Take over Agentao's logger

By default LLMClient.__init__ mutates logging.getLogger("agentao") — sets level to DEBUG, attaches a RotatingFileHandler for <wd>/agentao.log, and evicts its own marker-tagged handlers on re-construction. Hosts that want to own their logging stack should inject a logger explicitly so that mutation never runs:

python
import logging
from agentao import Agentao

# Your own logger — JSON handler shipped to Loki / CloudWatch / ELK
import pythonjsonlogger.jsonlogger as jl
my_logger = logging.getLogger("myapp.agentao")
handler = logging.StreamHandler()
handler.setFormatter(jl.JsonFormatter())
my_logger.addHandler(handler)
my_logger.setLevel(logging.INFO)

agent = Agentao(
    api_key=..., base_url=..., model=...,
    working_directory=workdir,
    logger=my_logger,            # ← skips package-root mutation
)

When you pass logger=, LLMClient short-circuits before building any file handler — so even the default <wd>/agentao.log is not created. For a fully silent agent, use a NullHandler:

python
quiet = logging.getLogger("myapp.agentao")
quiet.addHandler(logging.NullHandler())
quiet.propagate = False
agent = Agentao(..., logger=quiet)

Gotcha

Adding a handler to getLogger("agentao") without also passing logger= works, but the package-root level still gets forced to DEBUG and the rolling agentao.log file still gets written alongside your handler.
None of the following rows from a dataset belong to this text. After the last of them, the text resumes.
//! City digests.

use std::time::Duration;

use chrono::{DateTime, Utc};
use city_pulse_report_models::Report;
use city_pulse_signal_models::{CityDigest, Sentiment};
use futures::future::{join, join_all};

use crate::area::mood_of;
use crate::assemble::summarize_with_deadline;
use crate::capability::{SentimentClassifier, Summarizer};
use crate::grouping::group_by_category;

/// Report count above which a digest flags high volume.
pub const HIGH_VOLUME_THRESHOLD: usize = 5;

const MAX_TOP_EVENTS: usize = 3;

fn key_alerts(reports: &[&Report]) -> Vec<String> {
    let has = |category: &str| reports.iter().any(|r| r.category_key() == category);

    let mut alerts = Vec::new();
    if reports.len() > HIGH_VOLUME_THRESHOLD {
        alerts.push("High report volume detected".to_string());
    }
    if has("Traffic") {
        alerts.push("Traffic congestion reported".to_string());
    }
    if has("Power") {
        alerts.push("Power issues in the area".to_string());
    }
    alerts
}

/// Most frequent categories, ties broken by first appearance.
fn frequent_categories(reports: &[&Report], limit: usize) -> Vec<String> {
    let mut groups: Vec<(String, usize)> = group_by_category(reports.iter().copied())
        .into_iter()
        .map(|(category, members)| (category, members.len()))
        .collect();
    groups.sort_by(|a, b| b.1.cmp(&a.1));
    groups
        .into_iter()
        .take(limit)
        .map(|(category, _)| category)
        .collect()
}

/// Builds the digest for one city.
pub async fn generate_digest(
    reports: &[Report],
    city: &str,
    summarizer: &dyn Summarizer,
    classifier: &dyn SentimentClassifier,
    deadline: Option<Duration>,
    now: DateTime<Utc>,
) -> CityDigest {
    let in_city: Vec<&Report> = reports.iter().filter(|r| r.mentions_place(city)).collect();

    if in_city.is_empty() {
        return CityDigest {
            city: city.to_string(),
            summary: format!("No recent activity in {city}"),
            top_events: Vec::new(),
            mood_trend: Sentiment::Neutral,
            key_alerts: Vec::new(),
            report_count: 0,
            generated_at: now,
        };
    }

    let text = in_city
        .iter()
        .map(|r| r.description.as_str())
        .collect::<Vec<_>>()
        .join(". ");

    let (response, mood_trend) = join(
        summarize_with_deadline(summarizer, &text, None, Some(city), deadline),
        mood_of(classifier, &text),
    )
    .await;

    let (summary, top_issues) = match response {
        Ok(response) => (
            response.usable_summary().map(str::to_string),
            response.top_issues,
        ),
        Err(e) => {
            log::warn!("Summarizer failed for {city} digest: {e}");
            (None, Vec::new())
        }
    };

    let top_events = if top_issues.is_empty() {
        frequent_categories(&in_city, MAX_TOP_EVENTS)
    } else {
        top_issues.into_iter().take(MAX_TOP_EVENTS).collect()
    };

    CityDigest {
        city: city.to_string(),
        summary: summary.unwrap_or_else(|| format!("Recent activity summary for {city}")),
        top_events,
        mood_trend,
        key_alerts: key_alerts(&in_city),
        report_count: in_city.len(),
        generated_at: now,
    }
}

/// Builds digests for several cities concurrently, in input order.
pub async fn generate_multi_city_digest(
    reports: &[Report],
    cities: &[String],
    summarizer: &dyn Summarizer,
    classifier: &dyn SentimentClassifier,
    deadline: Option<Duration>,
    now: DateTime<Utc>,
) -> Vec<CityDigest> {
    join_all(
        cities
            .iter()
            .map(|city| generate_digest(reports, city, summarizer, classifier, deadline, now)),
    )
    .await
}

#[cfg(test)]
mod tests {
    use city_pulse_signal_models::SummaryResponse;

    use crate::capability::SummarizerError;

    use super::*;

    fn now() -> DateTime<Utc> {
        DateTime::from_timestamp(1_720_519_200, 0).unwrap()
    }

    struct Down;

    #[async_trait::async_trait]
    impl Summarizer for Down {
        async fn summarize(
            &self,
            _text: &str,
            _category: Option<&str>,
            _area: Option<&str>,
        ) -> Result<SummaryResponse, SummarizerError> {
            Err(SummarizerError::Provider {
                message: "down".to_string(),
            })
        }
    }

    #[async_trait::async_trait]
    impl SentimentClassifier for Down {
        async fn classify(&self, _text: &str) -> Result<Sentiment, SummarizerError> {
            Ok(Sentiment::Concerned)
        }
    }

    struct Issues;

    #[async_trait::async_trait]
    impl Summarizer for Issues {
        async fn summarize(
            &self,
            text: &str,
            _category: Option<&str>,
            _area: Option<&str>,
        ) -> Result<SummaryResponse, SummarizerError> {
            Ok(SummaryResponse {
                summary: Some(text.to_string()),
                severity: None,
                top_issues: ["a", "b", "c", "d"].map(str::to_string).to_vec(),
            })
        }
    }

    fn reports() -> Vec<Report> {
        let mut reports = Vec::new();
        for i in 0..4 {
            reports.push(
                Report::new(format!("t{i}"), "jam")
                    .with_place(Some("Delhi"), Some("Saket"))
                    .with_ai_tag("Traffic"),
            );
        }
        for i in 0..2 {
            reports.push(
                Report::new(format!("p{i}"), "outage")
                    .with_location("Delhi")
                    .with_ai_tag("Power"),
            );
        }
        reports.push(Report::new("w", "flooding").with_location("Mumbai").with_category("Water"));
        reports
    }

    #[tokio::test]
    async fn no_reports_yields_empty_digest() {
        let digest = generate_digest(&reports(), "Agra", &Down, &Down, None, now()).await;
        assert_eq!(digest.summary, "No recent activity in Agra");
        assert_eq!(digest.report_count, 0);
        assert_eq!(digest.mood_trend, Sentiment::Neutral);
        assert!(digest.key_alerts.is_empty());
        assert_eq!(digest.generated_at, now());
    }

    #[tokio::test]
    async fn fallback_digest_uses_categories_and_rules() {
        let digest = generate_digest(&reports(), "Delhi", &Down, &Down, None, now()).await;

        assert_eq!(digest.summary, "Recent activity summary for Delhi");
        assert_eq!(digest.report_count, 6);
        assert_eq!(digest.top_events, vec!["Traffic", "Power"]);
        assert_eq!(digest.mood_trend, Sentiment::Concerned);
        assert_eq!(
            digest.key_alerts,
            vec![
                "High report volume detected",
                "Traffic congestion reported",
                "Power issues in the area",
            ]
        );
    }

    #[tokio::test]
    async fn summarizer_issues_are_capped_at_three() {
        let digest = generate_digest(&reports(), "Mumbai", &Issues, &Down, None, now()).await;
        assert_eq!(digest.summary, "flooding");
        assert_eq!(digest.top_events, vec!["a", "b", "c"]);
        assert!(digest.key_alerts.is_empty());
    }

    #[tokio::test]
    async fn multi_city_keeps_input_order() {
        let cities = vec!["Mumbai".to_string(), "Delhi".to_string(), "Pune".to_string()];
        let digests =
            generate_multi_city_digest(&reports(), &cities, &Down, &Down, None, now()).await;
        let names: Vec<&str> = digests.iter().map(|d| d.city.as_str()).collect();
        assert_eq!(names, vec!["Mumbai", "Delhi", "Pune"]);
        assert_eq!(digests[2].report_count, 0);
    }
}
To fully suppress the file, either inject your own logger (above) or pass log_file=None when building LLMClient yourself.

Full reference (knob matrix, code anchors, LLMClient direct path) in docs/guides/embedding.md §2 → "Optional: silencing or redirecting agentao.log".

Essential fields

Inject business context via on_event:

python
def on_event(ev):
    logger.info("agent_event", extra={
        "event_type": ev.type.value,
        "session_id": current_session_id(),
        "tenant_id": current_tenant_id(),
        "user_id": current_user_id(),
        **ev.data,
    })

session_id / tenant_id / user_id are the most-used filter fields when debugging.

Axis two: metrics

Must-have metrics

MetricTypeMeaning
agent.turn.countcounterTurns per chat()
agent.turn.duration_mshistogramPer-turn duration
agent.tool.callscounter, by toolTool invocations
agent.tool.failurescounter, by toolTool failures
agent.tool.duration_mshistogram, by toolTool latency
agent.llm.tokens.promptcounterPrompt tokens
agent.llm.tokens.completioncounterCompletion tokens
agent.llm.tokens.cachedcounterPrompt-cache hits
agent.llm.errorscounter, by error_typeLLM errors
agent.confirm.requestscounter, by outcomeConfirm request / allow / reject / timeout
agent.max_iterations.hitscounterBailouts triggered

Prometheus template

python
from prometheus_client import Counter, Histogram

turn_dur = Histogram("agent_turn_duration_ms", "Turn duration",
                     buckets=[100, 500, 1000, 3000, 10_000, 30_000])
tool_calls = Counter("agent_tool_calls", "Tool invocations", ["tool", "status"])

def on_event(ev):
    if ev.type == EventType.TOOL_COMPLETE:
        tool_calls.labels(tool=ev.data["tool"], status=ev.data["status"]).inc()

start = time.time()
reply = agent.chat(msg)
turn_dur.observe((time.time() - start) * 1000)

Alert thresholds

MetricTypical threshold
Tool failure rate > 10%Tools broken or misconfigured
LLM 5xx rate > 2%Vendor issue
max_iterations hits > 5%Agent stuck pattern
Cache hit rate < 30%System prompt is churning
Confirm timeout rate > 10%UI issue or user drop-off

Axis three: session replay

Agentao can record each session's runtime timeline as append-only JSONL under .agentao/replays/. Enable it per project:

bash
/replay on

This writes .agentao/settings.json:

json
{
  "replay": {
    "enabled": true,
    "max_instances": 20
  }
}

Recording starts on the next session. Existing replay files remain readable after /replay off.

Replay enables:

  • Session replay (reconstruct issue scene in UI)
  • Retroactive debugging (see where the LLM made the wrong call)
  • Compliance audit (user X had the agent do Z at time Y)

Commands

bash
/replay list            # list replay instances (also the default of bare /replay)
/replay on | /replay off  # toggle recording (persists to .agentao/settings.json)
/replay show <id>       # grouped render
/replay show <id> --raw
/replay show <id> --turn <turn_id>
/replay show <id> --kind tool_
/replay show <id> --errors
/replay tail <id> 50
/replay prune

Replay files are separate from saved sessions: save_session / load_session restore conversation state, while replay records what the runtime did.

Capture depth

Default replay capture includes turn boundaries, user messages, assistant chunks, tool lifecycle, permission decisions, sub-agent lifecycle, errors, state changes, and compact LLM deltas.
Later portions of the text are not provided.